In mid-November 2016 the two largest daily fantasy football companies, DraftKings & FanDuel, announced a merger of equals. The thinking was that instead of pouring hundreds of millions of dollars into continuing to fight each other, they could fight legal and political battles together & continue to expand.
When the news broke, ReCode quoted “the merger still needs to pass regulatory approval, but it’s hard to imagine that will be a problem.”
So why haven’t we heard anything substantial since then? Why have almost four months gone by with no news of a confirmed merger?
A period of silence of over 30 days following a merger announcement in the US is usually a clear indicator of regulatory & antitrust issues according to legal expert Marc Edelman.
Under the Hart-Scott-Rodino Antitrust Improvements Act, after both parties have filed to the Department of Justice & Federal Trade Commission, they must “wait a period of 30 days” before the deal can be completed.
FanDuel CEO Nigel Eccles recently interviewed on Bloomberg, where he stated:
”As expected, we’re engaging the FTC, they’re reviewing the transaction and that process is going well. And we’ll continue on the timeline we announced previously.”
This seems like an attempt to calm worried investors & stakeholders. Since it’s been over four months of silence, it’s safe to assume that there are strong antitrust concerns. This isn’t to say that the deal will definitely be blocked, but both parties will be having their work cut out winning over the FTC.
What’s the problem?
A merger between DraftKings & FanDuel would create a company that holds 95% of the Daily Fantasy Sports market.
In the US, a monopoly is generally defined as an entity with the ability to “fix prices” & does so through “wilful acquisition.” A merged DraftKings & FanDuel, created by “wilful acquisition,” with 95% market share would clearly be able to increase the rake they take from games. Users would have no or extremely limited alternative products with a lower rake to choose from.
However, the two companies argue that they are part of a wider “fantasy sports market” that includes season-long sites. This would put their combined 5m player base in a wider 57m player market, giving them only 8.7% market share as opposed to 95%.

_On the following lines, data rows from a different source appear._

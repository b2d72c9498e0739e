use std::time::Duration;

use tokio::{
    sync::mpsc::UnboundedSender,
    task::JoinHandle,
    time::{interval, MissedTickBehavior},
};
use tokio_util::sync::CancellationToken;
use tracing::{debug, warn};

use crate::action::{act, Action, Command, GameAction};

/// Drives the game loop: one repeating task that posts `GameAction::Tick` into the action
/// channel at a fixed period. Ticks are tagged with the generation of the task that produced
/// them so that ticks still queued from a cancelled task can be told apart.
#[derive(Debug)]
pub struct TickTimer {
    period: Duration,
    generation: u64,
    cancellation_token: Option<CancellationToken>,
    task: Option<JoinHandle<()>>,
}

impl TickTimer {
    pub fn new(period: Duration) -> Self {
        TickTimer { period, generation: 0, cancellation_token: None, task: None }
    }

    pub fn is_running(&self) -> bool {
        self.cancellation_token.is_some()
    }

    pub fn generation(&self) -> u64 {
        self.generation
    }

    /// Whether a tick of `generation` comes from the live task.
    pub fn accepts(&self, generation: u64) -> bool {
        self.is_running() && generation == self.generation
    }

    /// Spawns the ticking task, replacing any task that is still running. Must be called from
    /// within a tokio runtime.
    pub fn start(&mut self, tx: UnboundedSender<Action>) -> u64 {
        if self.is_running() {
            warn!("tick timer {} still running, cancelling it first", self.generation);
            self.stop();
        }
        self.generation += 1;
        let generation = self.generation;
        let period = self.period;

        let cancellation_token = CancellationToken::new();
        let _cancellation_token = cancellation_token.clone();
        self.task = Some(tokio::spawn(async move {
            let mut ticks = interval(period);
            ticks.set_missed_tick_behavior(MissedTickBehavior::Skip);
            // The first tick of an interval fires immediately.
            ticks.tick().await;
            loop {
                tokio::select! {
                    biased;
                    _ = _cancellation_token.cancelled() => break,
                    _ = ticks.tick() => {
                        if tx.send(act!(Command::Game(GameAction::Tick(generation)))).is_err() {
                            break;
                        }
                    },
                }
            }
        }));
        self.cancellation_token = Some(cancellation_token);
        debug!("tick timer {generation} started ({period:?})");
        generation
    }

    /// Cancels the running task. Returns false if there was none.
    pub fn stop(&mut self) -> bool {
        let Some(cancellation_token) = self.cancellation_token.take() else {
            return false;
        };
        cancellation_token.cancel();
        self.task = None;
        debug!("tick timer {} stopped", self.generation);
        true
    }
}

impl Drop for TickTimer {
    fn drop(&mut self) {
        self.stop();
    }
}

#[cfg(test)]
mod tests {
    use pretty_assertions::assert_eq;
    use tokio::{
        sync::mpsc,
        time::{sleep, timeout},
    };

    use super::*;

    async fn next_tick(rx: &mut mpsc::UnboundedReceiver<Action>) -> u64 {
        let action = timeout(Duration::from_secs(2), rx.recv()).await.unwrap().unwrap();
        match action.command {
            Command::Game(GameAction::Tick(generation)) => generation,
            other => panic!("unexpected command {other:?}"),
        }
    }

    #[tokio::test]
    async fn test_ticks_until_stopped() {
        let (tx, mut rx) = mpsc::unbounded_channel();
        let mut timer = TickTimer::new(Duration::from_millis(5));

        let generation = timer.start(tx);
        assert!(timer.accepts(generation));
        for _ in 0..3 {
            assert_eq!(next_tick(&mut rx).await, generation);
        }

        assert!(timer.stop());
        assert!(!timer.stop());
        assert!(!timer.accepts(generation));
        while rx.try_recv().is_ok() {}

        sleep(Duration::from_millis(30)).await;
        assert!(rx.try_recv().is_err());
    }

    #[tokio::test]
    async fn test_restart_replaces_the_task() {
        let (tx, mut rx) = mpsc::unbounded_channel();
        let mut timer = TickTimer::new(Duration::from_millis(5));

        let first = timer.start(tx.clone());
        let second = timer.start(tx);
        assert_ne!(first, second);
        assert!(!timer.accepts(first));
        assert!(timer.accepts(second));

        for _ in 0..5 {
            assert_eq!(next_tick(&mut rx).await, second);
        }
    }

    #[tokio::test]
    async fn test_drop_cancels_the_task() {
        let (tx, mut rx) = mpsc::unbounded_channel();
        {
            let mut timer = TickTimer::new(Duration::from_millis(5));
            timer.start(tx);
            next_tick(&mut rx).await;
        }
        while rx.try_recv().is_ok() {}
        // The task owned the only sender; once it exits the channel closes.
        assert!(timeout(Duration::from_secs(2), rx.recv()).await.unwrap().is_none());
    }
}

For anyone in the daily fantasy industry, it’s clear that this is all smoke & mirrors. DraftKings & FanDuel certainly do not come under the season-long fantasy umbrella. Although they remain games of skill, users play DFS to win cash. It is an entirely different market than traditional fantasy sports. It is it’s own market, run & dominated by DraftKings & FanDuel.
Fuel to the fire
At the end of January, Fantasy Aces filed for bankruptcy. Given that the FTC must now remove their revenues from the market share calculations, it’s likely that DraftKings & FanDuel’s share goes from 95% to around 97%.
This wouldn’t make a material difference as such, but given that the two company’s lawyers have argued that it’s not difficult for new companies to enter the market, Fantasy Aces shutdown will suggest otherwise. Any new company in the future will also have to deal with increased regulatory obligations that are sure to arise following the news that Fantasy Aces was mixing player & operational cash.

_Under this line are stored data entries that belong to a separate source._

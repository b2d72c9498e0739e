use ratatui::style::Color;

pub const TICK_INTERVAL_MS: u64 = 20;

pub const FALL_RATE: f64 = 0.33;
pub const JUMP_BOOST: f64 = 6.6;
pub const SCROLL_RATE: f64 = 0.33;

pub const BIRD_START_VERTICAL: f64 = 58.3;
pub const BIRD_START_HORIZONTAL: f64 = 37.5;
pub const BIRD_HEIGHT: f64 = 8.3;
pub const BIRD_WIDTH: f64 = 12.5;

pub const OBSTACLE_HEIGHT: f64 = 50.0;
pub const OBSTACLE_WIDTH: f64 = 15.0;
// Offsets are drawn as `max - U(0, span)`, i.e. from (-16.7, 16.6].
pub const OBSTACLE_OFFSET_MAX: f64 = 16.6;
pub const OBSTACLE_OFFSET_SPAN: f64 = 33.3;
pub const PAIR_OFFSET: f64 = 75.0;
pub const OBSTACLE_SPAWN_HORIZONTAL: f64 = 100.0;
pub const OBSTACLE_RECYCLE_THRESHOLD: f64 = -12.5;
pub const SPAWN_TRIGGER: f64 = 37.5;

pub const GROUND_TILE_WIDTH: f64 = 100.0;
pub const GROUND_SPAWN_HORIZONTAL: f64 = 100.0;
pub const GROUND_RECYCLE_THRESHOLD: f64 = -100.0;
pub const GROUND_LINE: f64 = 16.6;
pub const GROUND_SEGMENTS: usize = 2;

pub const STARTING_HEALTH: u8 = 3;
pub const HEALTH_WARNING: u8 = 2;

pub const BIRD_GLYPH: &str = ">o)";
pub const BIRD_COLOR: Color = Color::Yellow;
pub const OBSTACLE_COLOR: Color = Color::LightGreen;
pub const OBSTACLE_EDGE_COLOR: Color = Color::Green;
pub const GROUND_COLOR: Color = Color::Rgb(222, 216, 149);
pub const GROUND_EDGE_COLOR: Color = Color::Rgb(115, 191, 46);
pub const SKY_COLOR: Color = Color::Rgb(112, 197, 206);

pub const HEALTHY_COLOR: Color = Color::Rgb(0, 238, 20);
pub const WARNING_COLOR: Color = Color::Rgb(255, 165, 0);
pub const CRITICAL_COLOR: Color = Color::Red;
// Health bar cells per health point.
pub const HEALTH_BAR_SCALE: u16 = 2;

The combination of worrying delays from the FTC, the market share & price fixing power of a merged company & the dangerous precedent set by Fantasy Aces that cries for further regulation puts the whole merger at risk.
As a stakeholder in the DFS industry, a failed merger wouldn’t be a great outcome for us, especially if it led to the companies failing: a rising tide lifts all boats. However, a monopoly would destroy competition, so it’s hoped the FTC will impose on favourable terms for the industry as a whole for a merger to go ahead.